Dickere Objekte benötigen einen Ring, den kann man leicht mit Henkelllocheisen aus Kunststofffolie in der benötigten Stärke ausstanzen. Ganz dicke Objekte bekommen bei mir einen Kunststoffring aus dem Gardinenbedarf ( doch doch, die haben sowas!). Das Einbettungsmittel sollte bei dickeren Objekten immer einen Wulst am Deckglasrand bilden, damit beim Schrumpfen nachgezogen werden kann. Nachfüllen nicht vergessen!

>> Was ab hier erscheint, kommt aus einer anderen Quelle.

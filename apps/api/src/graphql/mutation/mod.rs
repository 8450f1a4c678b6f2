//! GraphQL mutations for Workforce
//!
//! `login` is open; every other mutation requires the admin or manager role.
//! Create and update share one input type per record. On create the
//! required fields must be present; on update only the fields that are set
//! are changed.

mod auth;
mod course;
mod department;
mod employee;
mod employer;
mod grade;
mod payroll;
mod title;

pub use auth::AuthMutation;
pub use course::{CourseInput, CourseMutation};
pub use department::{DepartmentInput, DepartmentMutation};
pub use employee::{EmployeeInput, EmployeeMutation};
pub use employer::{EmployerInput, EmployerMutation};
pub use grade::{GradeInput, GradeMutation};
pub use payroll::{PayrollInput, PayrollMutation};
pub use title::{TitleInput, TitleMutation};

use async_graphql::{Context, MergedObject, ResultExt, ID};
use sqlx::PgPool;

use crate::error::ApiResult;
use crate::graphql::types::{DeletePayload, SUCCESS};
use crate::graphql::validation::parse_ids;
use crate::repositories::search::{self, Searchable};

/// Root mutation type combining all mutation domains
#[derive(MergedObject, Default)]
pub struct Mutation(
    AuthMutation,
    EmployeeMutation,
    EmployerMutation,
    CourseMutation,
    DepartmentMutation,
    TitleMutation,
    GradeMutation,
    PayrollMutation,
);

fn created_message(resource: &str) -> String {
    format!("{resource} created successfully")
}

fn updated_message(resource: &str) -> String {
    format!("{resource} updated successfully")
}

/// Delete every listed record, or none of them
async fn delete_records<T: Searchable>(
    ctx: &Context<'_>,
    ids: &[ID],
) -> async_graphql::Result<DeletePayload> {
    let pool = ctx.data::<PgPool>()?;
    remove::<T>(pool, ids).await.extend()
}

async fn remove<T: Searchable>(pool: &PgPool, ids: &[ID]) -> ApiResult<DeletePayload> {
    let ids = parse_ids(T::RESOURCE, ids)?;
    let deleted_count = search::delete_many::<T>(pool, &ids).await?;
    Ok(DeletePayload {
        status: SUCCESS.to_string(),
        message: format!("{deleted_count} {} record(s) removed successfully", T::RESOURCE),
        deleted_count,
    })
}

#[cfg(test)]
mod tests {
    use super::*;

    #[test]
    fn test_messages() {
        assert_eq!(created_message("Employee"), "Employee created successfully");
        assert_eq!(updated_message("Grade"), "Grade updated successfully");
    }
}
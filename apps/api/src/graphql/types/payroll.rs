//! Payroll GraphQL type

use async_graphql::{Context, Object, ID};
use chrono::{DateTime, NaiveDate, Utc};

use super::employee::Employee;
use super::grade::Grade;
use crate::models::{Employee as DbEmployee, Grade as DbGrade, Payroll as DbPayroll};

/// Salary payment for one employee and period
pub struct Payroll {
    inner: DbPayroll,
}

impl From<DbPayroll> for Payroll {
    fn from(payroll: DbPayroll) -> Self {
        Self { inner: payroll }
    }
}

#[Object]
impl Payroll {
    async fn id(&self) -> ID {
        ID(self.inner.id.to_string())
    }

    async fn period_number(&self) -> i32 {
        self.inner.period_number
    }

    async fn employee_net_salary(&self) -> f64 {
        self.inner.employee_net_salary
    }

    async fn employee_gross_salary(&self) -> f64 {
        self.inner.employee_gross_salary
    }

    async fn reimbursment_date(&self) -> NaiveDate {
        self.inner.reimbursment_date
    }

    async fn employee(&self, ctx: &Context<'_>) -> async_graphql::Result<Option<Employee>> {
        let employee = super::related::<DbEmployee>(ctx, self.inner.employee_id).await?;
        Ok(employee.map(Employee::from))
    }

    async fn grade(&self, ctx: &Context<'_>) -> async_graphql::Result<Option<Grade>> {
        let grade = super::related::<DbGrade>(ctx, self.inner.grade_id).await?;
        Ok(grade.map(Grade::from))
    }

    async fn created_at(&self) -> DateTime<Utc> {
        self.inner.created_at
    }

    async fn updated_at(&self) -> DateTime<Utc> {
        self.inner.updated_at
    }
}
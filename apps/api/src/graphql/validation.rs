//! Argument validation shared by queries and mutations
//!
//! Every failure is an [`ApiError`] so it reaches the client with a stable
//! error code.

use async_graphql::ID;
use sqlx::PgPool;
use uuid::Uuid;

use crate::error::{ApiError, ApiResult};
use crate::repositories::search::{self, Searchable};

/// Parse a GraphQL ID into a record UUID
pub fn parse_id(resource_type: &'static str, id: &ID) -> ApiResult<Uuid> {
    Uuid::parse_str(id.trim()).map_err(|_| ApiError::invalid_id(resource_type, id.as_str()))
}

/// Parse a list of GraphQL IDs
pub fn parse_ids(resource_type: &'static str, ids: &[ID]) -> ApiResult<Vec<Uuid>> {
    ids.iter().map(|id| parse_id(resource_type, id)).collect()
}

/// A field that must be present on create
pub fn required<T>(field: &'static str, value: Option<T>) -> ApiResult<T> {
    value.ok_or(ApiError::MissingField(field))
}

/// A text field that must be present and not blank; returned trimmed
pub fn required_text(field: &'static str, value: Option<String>) -> ApiResult<String> {
    let value = required(field, value)?;
    let trimmed = value.trim();
    if trimmed.is_empty() {
        return Err(ApiError::EmptyField(field));
    }
    Ok(trimmed.to_string())
}

/// A required text field on update: absent is fine, blank is not
pub fn non_blank(field: &'static str, value: Option<String>) -> ApiResult<Option<String>> {
    value.map(|v| required_text(field, Some(v))).transpose()
}

/// An optional text field; blank input counts as absent
pub fn optional_text(value: Option<String>) -> Option<String> {
    value
        .map(|v| v.trim().to_string())
        .filter(|v| !v.is_empty())
}

/// Reject malformed email addresses
pub fn validate_email(email: &str) -> ApiResult<()> {
    if is_valid_email(email) {
        Ok(())
    } else {
        Err(ApiError::ValidationError(format!(
            "{} is not a valid email address",
            email
        )))
    }
}

/// Parse a reference to another record and check that it exists
pub async fn reference<T: Searchable>(pool: &PgPool, id: Option<&ID>) -> ApiResult<Option<Uuid>> {
    let Some(id) = id else {
        return Ok(None);
    };
    let id = parse_id(T::RESOURCE, id)?;
    search::ensure_exist::<T>(pool, &[id]).await?;
    Ok(Some(id))
}

/// Parse a list of references and check that all of them exist
pub async fn references<T: Searchable>(pool: &PgPool, ids: Option<&[ID]>) -> ApiResult<Vec<Uuid>> {
    let ids = match ids {
        Some(ids) if !ids.is_empty() => parse_ids(T::RESOURCE, ids)?,
        _ => return Ok(Vec::new()),
    };
    search::ensure_exist::<T>(pool, &ids).await?;
    Ok(ids)
}

/// Simple email validation
fn is_valid_email(email: &str) -> bool {
    let email = email.trim();
    if email.is_empty() || email.len() > 254 {
        return false;
    }

    // Must have exactly one @ symbol
    let Some((local, domain)) = email.split_once('@') else {
        return false;
    };
    if domain.contains('@') {
        return false;
    }

    if local.is_empty() || local.len() > 64 {
        return false;
    }

    if domain.is_empty() || !domain.contains('.') {
        return false;
    }

    domain.split('.').all(|part| !part.is_empty())
}

#[cfg(test)]
mod tests {
    use super::*;

    #[test]
    fn test_parse_id() {
        let id = Uuid::new_v4();
        assert_eq!(parse_id("Employee", &ID(id.to_string())).unwrap(), id);

        let err = parse_id("Employee", &ID("42".into())).unwrap_err();
        assert_eq!(err.error_code(), "INVALID_ID");
        assert_eq!(err.to_string(), "invalid Employee id: 42");
    }

    #[test]
    fn test_required_text() {
        assert_eq!(
            required_text("first_name", Some("  Amina ".into())).unwrap(),
            "Amina"
        );
        assert_eq!(
            required_text("first_name", None).unwrap_err().error_code(),
            "MISSING_FIELD"
        );
        assert_eq!(
            required_text("first_name", Some("   ".into()))
                .unwrap_err()
                .error_code(),
            "EMPTY_FIELD"
        );
    }

    #[test]
    fn test_non_blank_allows_absent() {
        assert_eq!(non_blank("title_name", None).unwrap(), None);
        assert!(non_blank("title_name", Some("".into())).is_err());
    }

    #[test]
    fn test_optional_text_drops_blank() {
        assert_eq!(optional_text(Some("  ".into())), None);
        assert_eq!(optional_text(Some(" Nairobi ".into())), Some("Nairobi".into()));
    }

    #[test]
    fn test_is_valid_email() {
        assert!(is_valid_email("user@example.com"));
        assert!(is_valid_email("test.user@domain.co.uk"));
        assert!(!is_valid_email(""));
        assert!(!is_valid_email("invalid"));
        assert!(!is_valid_email("missing@domain"));
        assert!(!is_valid_email("@domain.com"));
        assert!(!is_valid_email("user@@domain.com"));
        assert!(!is_valid_email("user@domain..com"));
    }

    #[test]
    fn test_validate_email_error_code() {
        let err = validate_email("nope").unwrap_err();
        assert_eq!(err.error_code(), "VALIDATION_ERROR");
    }
}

Hoyers Gemisch (die einfache Version):
Gummi arabikum Lösung (gibts im Bürobedarf von Fa. Guttenberg) Chloralhydrat und Glyzerin 1.1.1 mischen und fertig!
Das Bürogummi enthält ein Antipilzmittel, deswegen ist ein Lackring nicht erforderlich! Das Chloralhydrat hellt hübsch auf, und das Ganze funktioniert ohne Zwischenstufen direkt aus Wasser!!

Grüße
wolfgang
http://www.mikroskopie-forum.de/index.php?topic=785.msg3654#msg3654
LOMO-Service
Das Erstaunen bleibt unverändert- nur unser Mut wächst, das Erstaunliche zu verstehen.
Niels Bohr

CMB

Moin in die Runde,


Ich benutze für die Einbettung dickerer Objekte sogenannte Fiberringe. Die sind bei jedem Spengler in Verwendung, der gasdichte Anschlüsse herstellen muss.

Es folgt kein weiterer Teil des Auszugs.